First International Workshop on Attention and Cognition

<講演アブストラクト>


山本慎也(産業技術総合研究所脳神経情報研究部門)
「腕/スティックの交差による主観的な時間順序の逆転」
要旨: 脳は時間の情報をどのように処理しているのだろうか。本講演では我々が最 近発見した、「腕を交差させると手に与えられた2刺激の主観的な順序が逆転する」という現象、および「腕を交差させずにスティックを交差させただけでも同様に主観的な時間順序が逆転する」という現象を紹介する。それらの結果から、脳内で『時間』と『空間』がいかに関連しあって処理がされていくのかについて我々の仮説を紹介し議論していきたい。
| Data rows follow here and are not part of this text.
//! ViaggiaTreno (Trenitalia) client.
//!
//! This module provides the upstream transit API used by everything else:
//! station lookup, departure and arrival boards, train journeys and the
//! per-region station lists used for bulk imports.
//!
//! Key characteristics of ViaggiaTreno:
//! - Two autocomplete endpoints answer with pipe-delimited text, the rest
//!   with JSON using Italian field names
//! - Times are epoch milliseconds; `0` means "unknown"
//! - A train run is identified by (origin station, train number, departure
//!   timestamp), since train numbers are reused across days and origins
//! - The service is rate-limited and occasionally unreliable, so callers go
//!   through a TTL cache (see [`crate::cache`])

mod client;
mod error;
pub mod mock;
mod parse;
mod types;

use std::future::Future;

use chrono::{DateTime, Utc};

pub use client::{ClientConfig, DEFAULT_BASE_URL, HttpClient};
pub use error::ApiError;
pub use mock::MockClient;
pub use parse::format_query_time;
pub use types::{
    Arrival, Departure, Locality, RegionStation, StationDetail, StationMatch, Stop, TrainJourney,
    TrainMatch, from_epoch_millis,
};

/// Number of regional partitions served by `elencoStazioni`.
pub const REGION_COUNT: u8 = 22;

/// Operations exposed by the upstream transit API.
///
/// Every method answers with a populated result, an empty result, or a typed
/// error. Implemented by the live [`HttpClient`], the fixture [`MockClient`]
/// and the caching wrapper [`crate::cache::CachedClient`], so they can be
/// substituted for one another.
pub trait TransitApi: Send + Sync {
    /// Stations whose name starts with `prefix`.
    fn autocomplete_station(
        &self,
        prefix: &str,
    ) -> impl Future<Output = Result<Vec<StationMatch>, ApiError>> + Send;

    /// Detailed station records whose name starts with `prefix`.
    fn search_station(
        &self,
        prefix: &str,
    ) -> impl Future<Output = Result<Vec<StationDetail>, ApiError>> + Send;

    /// Resolve a train number to the runs (origin + date) it identifies.
    fn find_train_number(
        &self,
        number: &str,
    ) -> impl Future<Output = Result<Vec<TrainMatch>, ApiError>> + Send;

    /// Departure board for a station at a given time.
    fn departures(
        &self,
        station_id: &str,
        when: DateTime<Utc>,
    ) -> impl Future<Output = Result<Vec<Departure>, ApiError>> + Send;

    /// Arrivals board for a station at a given time.
    fn arrivals(
        &self,
        station_id: &str,
        when: DateTime<Utc>,
    ) -> impl Future<Output = Result<Vec<Arrival>, ApiError>> + Send;

    /// Full journey of one train run; `None` when the run is unknown.
    fn train_journey(
        &self,
        origin_id: &str,
        train_number: &str,
        departure_ts: i64,
    ) -> impl Future<Output = Result<Option<TrainJourney>, ApiError>> + Send;

    /// All stations of one region (`1..=REGION_COUNT`).
    fn region_stations(
        &self,
        region: u8,
    ) -> impl Future<Output = Result<Vec<RegionStation>, ApiError>> + Send;
}

impl<T: TransitApi> TransitApi for std::sync::Arc<T> {
    fn autocomplete_station(
        &self,
        prefix: &str,
    ) -> impl Future<Output = Result<Vec<StationMatch>, ApiError>> + Send {
        (**self).autocomplete_station(prefix)
    }

    fn search_station(
        &self,
        prefix: &str,
    ) -> impl Future<Output = Result<Vec<StationDetail>, ApiError>> + Send {
        (**self).search_station(prefix)
    }

    fn find_train_number(
        &self,
        number: &str,
    ) -> impl Future<Output = Result<Vec<TrainMatch>, ApiError>> + Send {
        (**self).find_train_number(number)
    }

    fn departures(
        &self,
        station_id: &str,
        when: DateTime<Utc>,
    ) -> impl Future<Output = Result<Vec<Departure>, ApiError>> + Send {
        (**self).departures(station_id, when)
    }

    fn arrivals(
        &self,
        station_id: &str,
        when: DateTime<Utc>,
    ) -> impl Future<Output = Result<Vec<Arrival>, ApiError>> + Send {
        (**self).arrivals(station_id, when)
    }

    fn train_journey(
        &self,
        origin_id: &str,
        train_number: &str,
        departure_ts: i64,
    ) -> impl Future<Output = Result<Option<TrainJourney>, ApiError>> + Send {
        (**self).train_journey(origin_id, train_number, departure_ts)
    }

    fn region_stations(
        &self,
        region: u8,
    ) -> impl Future<Output = Result<Vec<RegionStation>, ApiError>> + Send {
        (**self).region_stations(region)
    }
}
Vincent Di Lollo (University of British Columbia)
Appearances are deceiving:A lifetime of theoretical debunking
After a brief report on my current interest in attentional switching and input filtering in visual search, I will present a backward glance over a multifaceted research career. This involves excursions in such areas as the ocean tides in Western Australia, animal learning (contrast effects following shifts in amount of reward), psychophysics (contrast effects following shifts in stimulus range; coherent motion perception), and temporal integration in vision (iconic memory; visible persistence). Throughout the talk I will dwell on some anecdotes that motivated these studies and produced occasional headaches that could be fixed only with additional experimentation.

Brian Scholl (Department of Psychology, Yale University)
Perceiving Persisting Objects
Visual experience consists of more than individual snapshots of the world: we must bind these discrete snapshots over time into a coherent dynamic experience. Not only must we perceive objects, but we must see them as the *same* objects over time and motion. While a tremendous amount of research has explored static object representations, surprisingly little has focused on the factors which underlie the representation of persisting objects, beyond low-level motion mechanisms. I will describe and demonstrate several new studies which attempt to determine (1) the underlying 'rules' by which the visual system determines when objects do and do not persist; and (2) the additional rules which help determine 'which went where', in situations involving multiple moving objects. These studies will span several types of subject populations, and several different areas of vision science -- including object-based attention, object-specific priming, attentive tracking, and the perception of causality.